What the task requires:
In these records, how many lines contain "Assistant"? Please reply with the number only.

Input section start

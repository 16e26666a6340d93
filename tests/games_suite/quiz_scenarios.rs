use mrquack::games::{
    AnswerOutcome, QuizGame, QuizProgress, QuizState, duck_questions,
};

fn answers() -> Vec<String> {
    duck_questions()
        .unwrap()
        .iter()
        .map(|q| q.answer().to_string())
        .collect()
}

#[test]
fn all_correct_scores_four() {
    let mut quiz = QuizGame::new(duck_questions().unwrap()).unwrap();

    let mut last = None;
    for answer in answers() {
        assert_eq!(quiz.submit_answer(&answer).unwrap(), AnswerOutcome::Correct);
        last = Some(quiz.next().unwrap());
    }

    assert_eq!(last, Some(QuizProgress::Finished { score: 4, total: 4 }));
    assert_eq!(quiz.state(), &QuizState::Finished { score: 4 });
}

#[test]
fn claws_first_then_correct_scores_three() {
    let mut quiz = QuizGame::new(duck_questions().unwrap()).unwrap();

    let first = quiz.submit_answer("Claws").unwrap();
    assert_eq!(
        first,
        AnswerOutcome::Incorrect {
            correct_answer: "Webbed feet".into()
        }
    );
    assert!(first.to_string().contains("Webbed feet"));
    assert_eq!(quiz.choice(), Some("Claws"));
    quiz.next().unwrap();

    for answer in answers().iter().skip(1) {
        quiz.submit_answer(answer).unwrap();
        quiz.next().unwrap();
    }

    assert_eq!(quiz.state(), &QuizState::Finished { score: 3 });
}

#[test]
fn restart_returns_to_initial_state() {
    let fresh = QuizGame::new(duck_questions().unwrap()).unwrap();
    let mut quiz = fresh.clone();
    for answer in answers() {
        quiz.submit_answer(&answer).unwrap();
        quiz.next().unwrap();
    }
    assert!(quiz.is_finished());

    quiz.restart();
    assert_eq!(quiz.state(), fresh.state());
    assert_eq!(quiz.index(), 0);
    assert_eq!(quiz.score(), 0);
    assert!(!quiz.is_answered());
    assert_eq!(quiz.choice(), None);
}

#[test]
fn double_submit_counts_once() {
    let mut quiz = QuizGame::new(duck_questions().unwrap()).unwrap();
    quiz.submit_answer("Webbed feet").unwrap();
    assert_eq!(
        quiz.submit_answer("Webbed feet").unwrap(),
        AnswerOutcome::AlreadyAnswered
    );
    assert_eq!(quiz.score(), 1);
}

Input section end
Input section start

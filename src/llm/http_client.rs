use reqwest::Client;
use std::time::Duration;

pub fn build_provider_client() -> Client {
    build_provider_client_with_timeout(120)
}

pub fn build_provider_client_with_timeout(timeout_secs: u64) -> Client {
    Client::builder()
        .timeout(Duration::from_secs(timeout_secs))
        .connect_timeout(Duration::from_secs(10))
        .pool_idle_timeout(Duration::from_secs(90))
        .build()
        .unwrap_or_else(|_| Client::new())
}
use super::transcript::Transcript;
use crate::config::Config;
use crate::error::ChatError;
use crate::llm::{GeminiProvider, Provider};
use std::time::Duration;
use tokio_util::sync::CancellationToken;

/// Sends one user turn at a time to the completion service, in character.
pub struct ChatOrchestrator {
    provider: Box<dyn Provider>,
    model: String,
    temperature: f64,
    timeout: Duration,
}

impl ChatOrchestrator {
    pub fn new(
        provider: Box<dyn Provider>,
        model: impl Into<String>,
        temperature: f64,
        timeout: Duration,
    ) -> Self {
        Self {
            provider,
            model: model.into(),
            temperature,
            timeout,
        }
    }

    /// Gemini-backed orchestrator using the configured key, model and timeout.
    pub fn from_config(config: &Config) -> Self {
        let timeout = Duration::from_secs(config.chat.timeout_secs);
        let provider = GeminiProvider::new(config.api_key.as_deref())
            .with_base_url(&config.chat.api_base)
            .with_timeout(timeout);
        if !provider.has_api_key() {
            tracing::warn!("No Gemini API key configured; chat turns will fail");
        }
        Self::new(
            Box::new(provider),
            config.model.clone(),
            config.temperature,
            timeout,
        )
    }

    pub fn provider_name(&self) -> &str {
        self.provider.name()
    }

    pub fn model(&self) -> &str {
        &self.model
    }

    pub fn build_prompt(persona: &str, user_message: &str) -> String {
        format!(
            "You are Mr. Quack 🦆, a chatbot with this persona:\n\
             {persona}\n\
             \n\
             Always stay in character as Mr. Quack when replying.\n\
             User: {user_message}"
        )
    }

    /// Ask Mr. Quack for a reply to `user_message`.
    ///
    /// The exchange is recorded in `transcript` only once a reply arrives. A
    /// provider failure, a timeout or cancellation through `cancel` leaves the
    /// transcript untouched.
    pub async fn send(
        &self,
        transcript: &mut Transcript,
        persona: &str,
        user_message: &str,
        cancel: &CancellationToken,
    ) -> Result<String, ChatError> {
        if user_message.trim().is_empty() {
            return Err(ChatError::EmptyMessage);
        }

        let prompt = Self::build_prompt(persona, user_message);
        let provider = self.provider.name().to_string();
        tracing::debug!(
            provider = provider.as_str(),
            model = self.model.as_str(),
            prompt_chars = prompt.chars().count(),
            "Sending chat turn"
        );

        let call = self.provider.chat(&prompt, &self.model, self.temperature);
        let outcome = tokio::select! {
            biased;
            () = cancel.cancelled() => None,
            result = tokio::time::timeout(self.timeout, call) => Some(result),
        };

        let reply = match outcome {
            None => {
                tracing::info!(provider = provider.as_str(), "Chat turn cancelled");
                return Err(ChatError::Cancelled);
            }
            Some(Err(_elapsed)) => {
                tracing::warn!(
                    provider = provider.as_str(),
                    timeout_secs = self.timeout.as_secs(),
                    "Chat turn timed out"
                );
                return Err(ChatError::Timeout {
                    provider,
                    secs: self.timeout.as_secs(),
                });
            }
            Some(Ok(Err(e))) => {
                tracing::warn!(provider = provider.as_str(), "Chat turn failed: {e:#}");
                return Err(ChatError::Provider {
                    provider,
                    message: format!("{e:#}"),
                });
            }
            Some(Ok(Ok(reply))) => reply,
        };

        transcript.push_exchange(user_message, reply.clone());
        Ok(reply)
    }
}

Input section end
Input section start

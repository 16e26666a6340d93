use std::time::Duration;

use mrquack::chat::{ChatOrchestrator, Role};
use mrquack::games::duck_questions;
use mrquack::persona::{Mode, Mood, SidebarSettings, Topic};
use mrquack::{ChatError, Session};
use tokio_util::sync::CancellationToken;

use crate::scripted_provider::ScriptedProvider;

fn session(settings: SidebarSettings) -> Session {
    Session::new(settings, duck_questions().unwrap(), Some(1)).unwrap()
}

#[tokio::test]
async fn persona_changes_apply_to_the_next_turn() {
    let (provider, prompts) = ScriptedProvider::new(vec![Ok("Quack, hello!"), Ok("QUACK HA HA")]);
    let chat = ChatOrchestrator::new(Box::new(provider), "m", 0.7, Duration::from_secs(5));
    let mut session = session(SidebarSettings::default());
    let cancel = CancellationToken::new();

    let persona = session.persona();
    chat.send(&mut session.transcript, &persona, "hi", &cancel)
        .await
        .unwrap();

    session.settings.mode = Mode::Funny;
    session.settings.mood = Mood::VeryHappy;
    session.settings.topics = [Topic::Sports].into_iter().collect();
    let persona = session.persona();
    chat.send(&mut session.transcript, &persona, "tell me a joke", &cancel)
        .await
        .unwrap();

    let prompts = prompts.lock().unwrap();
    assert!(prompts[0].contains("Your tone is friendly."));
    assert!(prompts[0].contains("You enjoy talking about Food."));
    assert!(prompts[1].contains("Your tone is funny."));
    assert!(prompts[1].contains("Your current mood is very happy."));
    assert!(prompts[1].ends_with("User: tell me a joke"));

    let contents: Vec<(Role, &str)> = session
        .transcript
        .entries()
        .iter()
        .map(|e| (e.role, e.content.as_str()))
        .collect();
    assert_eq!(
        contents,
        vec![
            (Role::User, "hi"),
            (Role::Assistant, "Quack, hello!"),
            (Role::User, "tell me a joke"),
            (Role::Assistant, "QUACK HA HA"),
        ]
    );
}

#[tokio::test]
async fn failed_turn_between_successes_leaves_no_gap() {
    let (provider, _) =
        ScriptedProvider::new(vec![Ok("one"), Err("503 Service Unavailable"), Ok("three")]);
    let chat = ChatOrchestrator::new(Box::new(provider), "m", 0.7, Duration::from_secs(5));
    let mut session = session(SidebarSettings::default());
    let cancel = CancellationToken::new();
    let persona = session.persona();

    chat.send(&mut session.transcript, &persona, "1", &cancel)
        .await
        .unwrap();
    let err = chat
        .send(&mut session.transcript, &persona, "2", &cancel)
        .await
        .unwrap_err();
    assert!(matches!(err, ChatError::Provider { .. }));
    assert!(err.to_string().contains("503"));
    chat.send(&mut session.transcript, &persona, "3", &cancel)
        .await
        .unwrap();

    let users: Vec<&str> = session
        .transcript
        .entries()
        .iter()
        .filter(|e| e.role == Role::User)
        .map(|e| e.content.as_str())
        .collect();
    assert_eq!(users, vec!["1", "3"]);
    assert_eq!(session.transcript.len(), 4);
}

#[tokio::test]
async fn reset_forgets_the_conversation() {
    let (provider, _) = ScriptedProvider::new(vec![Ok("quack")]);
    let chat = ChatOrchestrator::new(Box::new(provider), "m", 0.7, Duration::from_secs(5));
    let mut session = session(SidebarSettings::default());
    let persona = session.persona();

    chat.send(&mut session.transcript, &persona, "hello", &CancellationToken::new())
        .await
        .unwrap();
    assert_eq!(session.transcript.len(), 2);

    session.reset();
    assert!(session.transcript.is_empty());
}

Input section end

Output for this task:
2